In general, the benefits of screening tests involve either allowing a disease to be treated at an earlier stage, even before the patient is aware of having it, and thereby improving the long-term outcome, or detecting risk factors for diseases which can be managed to reduce the chances of those diseases developing at all. For this to work, of course, the tests must screen for something which is treatable or preventable. A test which warns you in high school that you will die of some horrible disease in 30 or 40 years, and that there is nothing you can do about it, isn’t beneficial. In fact, it is more likely to do harm in that it generates anxiety and affects how you live your life in ways that don’t make you any healthier or happier.
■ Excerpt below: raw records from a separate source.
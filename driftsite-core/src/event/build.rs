// SPDX-FileCopyrightText: 2026 Driftsite Contributors
//
// SPDX-License-Identifier: GPL-3.0-or-later

//! Event Template Builders
//!
//! Constructors for every event kind the publisher emits. Templates carry
//! no identity; a [`crate::signer::Signer`] completes them.

use serde::{Deserialize, Serialize};

use super::{kinds, unix_time, Event, EventTemplate, Tag};
use crate::scan::FileEntry;

/// Client name advertised in announcement tags.
pub const CLIENT_NAME: &str = "driftsite";

/// Lifetime of blob-server authorization events, seconds.
pub const AUTH_LIFETIME_SECS: u64 = 120;

/// Profile fields published as kind-0 content.
#[derive(Debug, Clone, Default, Serialize, Deserialize)]
pub struct Profile {
    #[serde(skip_serializing_if = "Option::is_none")]
    pub name: Option<String>,
    #[serde(skip_serializing_if = "Option::is_none")]
    pub about: Option<String>,
    #[serde(skip_serializing_if = "Option::is_none")]
    pub picture: Option<String>,
    #[serde(skip_serializing_if = "Option::is_none")]
    pub website: Option<String>,
}

/// File announcement: `d` = logical path, `x` = content hash, plus media
/// type, decimal size and the client tag.
pub fn file_announcement(entry: &FileEntry) -> EventTemplate {
    EventTemplate::new(
        kinds::FILE_ANNOUNCEMENT,
        vec![
            Tag::new("d", [entry.path.as_str()]),
            Tag::new("x", [entry.hash.as_str()]),
            Tag::new("m", [entry.media_type.as_str()]),
            Tag::new("size", [entry.size.to_string()]),
            Tag::new("client", [CLIENT_NAME]),
        ],
        "",
    )
}

/// Blob-server authorization for uploading one blob.
pub fn upload_authorization(hash: &str, path: &str) -> EventTemplate {
    authorization("upload", hash, format!("Upload {path}"))
}

/// Blob-server authorization for deleting one blob.
pub fn delete_authorization(hash: &str) -> EventTemplate {
    authorization("delete", hash, format!("Delete {hash}"))
}

fn authorization(action: &str, hash: &str, description: String) -> EventTemplate {
    EventTemplate::new(
        kinds::BLOB_AUTH,
        vec![
            Tag::new("t", [action]),
            Tag::new("x", [hash]),
            Tag::new(
                "expiration",
                [(unix_time() + AUTH_LIFETIME_SECS).to_string()],
            ),
        ],
        description,
    )
}

/// Deletion event referencing a file announcement. The expiration tag is
/// advisory; relays may or may not honor it.
pub fn deletion(announcement: &Event) -> EventTemplate {
    EventTemplate::new(
        kinds::DELETION,
        vec![
            Tag::new("e", [announcement.id.as_str()]),
            Tag::new(
                "expiration",
                [(unix_time() + AUTH_LIFETIME_SECS).to_string()],
            ),
        ],
        "",
    )
}

/// Relay list: one `r` tag per relay.
pub fn relay_list(relays: &[String]) -> EventTemplate {
    EventTemplate::new(
        kinds::RELAY_LIST,
        relays.iter().map(|url| Tag::new("r", [url.as_str()])).collect(),
        "",
    )
}

/// Server list: one `server` tag per blob server.
pub fn server_list(servers: &[String]) -> EventTemplate {
    EventTemplate::new(
        kinds::SERVER_LIST,
        servers
            .iter()
            .map(|url| Tag::new("server", [url.as_str()]))
            .collect(),
        "",
    )
}

/// Profile metadata; content is the JSON of the profile fields.
pub fn profile(profile: &Profile) -> EventTemplate {
    let content = serde_json::to_string(profile).expect("profile serialization cannot fail");
    EventTemplate::new(kinds::PROFILE, vec![], content)
}
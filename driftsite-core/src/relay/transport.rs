// SPDX-FileCopyrightText: 2026 Driftsite Contributors
//
// SPDX-License-Identifier: GPL-3.0-or-later

//! Relay Transport Abstraction
//!
//! One trait for a connected full-duplex frame channel and one for the
//! dialer that produces them, so the publish and fetch paths can run over
//! a mock in tests and a websocket in production.

use std::collections::VecDeque;
use std::sync::{Arc, Mutex};

use async_trait::async_trait;

use super::messages::{ClientMessage, RelayMessage};
use super::RelayError;
use crate::event::Event;

/// A connected frame channel to one relay.
#[async_trait]
pub trait RelayTransport: Send {
    /// Sends one frame.
    async fn send(&mut self, frame: ClientMessage) -> Result<(), RelayError>;

    /// Receives the next well-formed frame. `Ok(None)` means the peer
    /// closed cleanly. Never returns on an idle healthy connection;
    /// callers bound the wait with a timeout.
    async fn recv(&mut self) -> Result<Option<RelayMessage>, RelayError>;

    /// Closes the connection. Errors are ignored.
    async fn close(&mut self);
}

/// Dials relays by URL. Connectors are shared across tasks; each call
/// produces an independent connection.
#[async_trait]
pub trait TransportConnector: Send + Sync {
    type Transport: RelayTransport + 'static;

    async fn connect(&self, url: &str) -> Result<Self::Transport, RelayError>;
}

/// A frame sent through a [`MockTransport`], with the relay URL it was
/// addressed to.
#[derive(Debug, Clone)]
pub struct SentFrame {
    pub url: String,
    pub frame: ClientMessage,
}

/// Shared log of frames sent through mock transports.
pub type SentLog = Arc<Mutex<Vec<SentFrame>>>;

/// Scripted in-memory transport for tests.
///
/// Incoming frames are served from a queue. Optional behaviors answer
/// writes automatically: `auto_ok`/`auto_reject` acknowledge published
/// events, `serve_events` answers a `REQ` with canned events followed by
/// `EOSE`. When the queue is empty the next `recv` parks forever, so
/// caller-side timeouts fire.
#[derive(Default)]
pub struct MockTransport {
    url: String,
    incoming: VecDeque<RelayMessage>,
    ok_reply: Option<(bool, String)>,
    served_events: Option<Vec<Event>>,
    sent: Option<SentLog>,
    closed: bool,
}

impl MockTransport {
    pub fn new() -> Self {
        MockTransport::default()
    }

    /// Labels frames in the shared log with a relay URL.
    pub fn for_url(mut self, url: impl Into<String>) -> Self {
        self.url = url.into();
        self
    }

    /// Acknowledges every published event with `OK …true`.
    pub fn auto_ok(mut self) -> Self {
        self.ok_reply = Some((true, String::new()));
        self
    }

    /// Rejects every published event with `OK …false` and the given
    /// message.
    pub fn auto_reject(mut self, message: impl Into<String>) -> Self {
        self.ok_reply = Some((false, message.into()));
        self
    }

    /// Answers the first `REQ` with these events followed by `EOSE`.
    pub fn serve_events(mut self, events: Vec<Event>) -> Self {
        self.served_events = Some(events);
        self
    }

    /// Queues a raw incoming frame.
    pub fn queue(mut self, frame: RelayMessage) -> Self {
        self.incoming.push_back(frame);
        self
    }

    /// Records outgoing frames into a shared log.
    pub fn with_log(mut self, log: SentLog) -> Self {
        self.sent = Some(log);
        self
    }
}

#[async_trait]
impl RelayTransport for MockTransport {
    async fn send(&mut self, frame: ClientMessage) -> Result<(), RelayError> {
        if self.closed {
            return Err(RelayError::ConnectionClosed);
        }
        if let Some(log) = &self.sent {
            log.lock().expect("sent log poisoned").push(SentFrame {
                url: self.url.clone(),
                frame: frame.clone(),
            });
        }

        match &frame {
            ClientMessage::Event(event) => {
                if let Some((accepted, message)) = &self.ok_reply {
                    self.incoming.push_back(RelayMessage::Ok {
                        event_id: event.id.clone(),
                        accepted: *accepted,
                        message: message.clone(),
                    });
                }
            }
            ClientMessage::Req {
                subscription_id, ..
            } => {
                if let Some(events) = self.served_events.take() {
                    for event in events {
                        self.incoming.push_back(RelayMessage::Event {
                            subscription_id: subscription_id.clone(),
                            event,
                        });
                    }
                    self.incoming.push_back(RelayMessage::Eose {
                        subscription_id: subscription_id.clone(),
                    });
                }
            }
            ClientMessage::Close { .. } => {}
        }
        Ok(())
    }

    async fn recv(&mut self) -> Result<Option<RelayMessage>, RelayError> {
        if let Some(frame) = self.incoming.pop_front() {
            return Ok(Some(frame));
        }
        if self.closed {
            return Ok(None);
        }
        // Idle connection: park until the caller's timeout fires.
        std::future::pending().await
    }

    async fn close(&mut self) {
        self.closed = true;
    }
}

type MockBuilder = dyn Fn(&str) -> Result<MockTransport, RelayError> + Send + Sync;

/// Connector producing scripted [`MockTransport`]s per URL.
pub struct MockConnector {
    builder: Box<MockBuilder>,
}

impl MockConnector {
    /// Builds connections with the given closure; return `Err` to simulate
    /// unreachable relays.
    pub fn new<F>(builder: F) -> Self
    where
        F: Fn(&str) -> Result<MockTransport, RelayError> + Send + Sync + 'static,
    {
        MockConnector {
            builder: Box::new(builder),
        }
    }
}

#[async_trait]
impl TransportConnector for MockConnector {
    type Transport = MockTransport;

    async fn connect(&self, url: &str) -> Result<MockTransport, RelayError> {
        (self.builder)(url)
    }
}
Effective screening tests must also be accurate enough that they don’t miss a lot of cases of real disease or indicate disease is present in a lot of people when it really isn’t. No test is perfect, but most medical screening tests can be evaluated in people know to have, or not have, the condition tested for, which can give us an idea how accurate a particular test is. This generates the “sensitivity” and “specificity” numbers often cited to identify how reliable a test is.

For statistical reasons I won’t get into, these numbers can be misleading. Even a test which very rarely misidentifies someone as having a disease they don’t actually have will still misidentify a high proportion of people tested if the disease is really rare. So even the best tests aren’t very useful if we test people who are very unlikely to actually have the disease we are looking for. This is one reason why indiscriminate use of diagnostic tests is a not effective or reliable.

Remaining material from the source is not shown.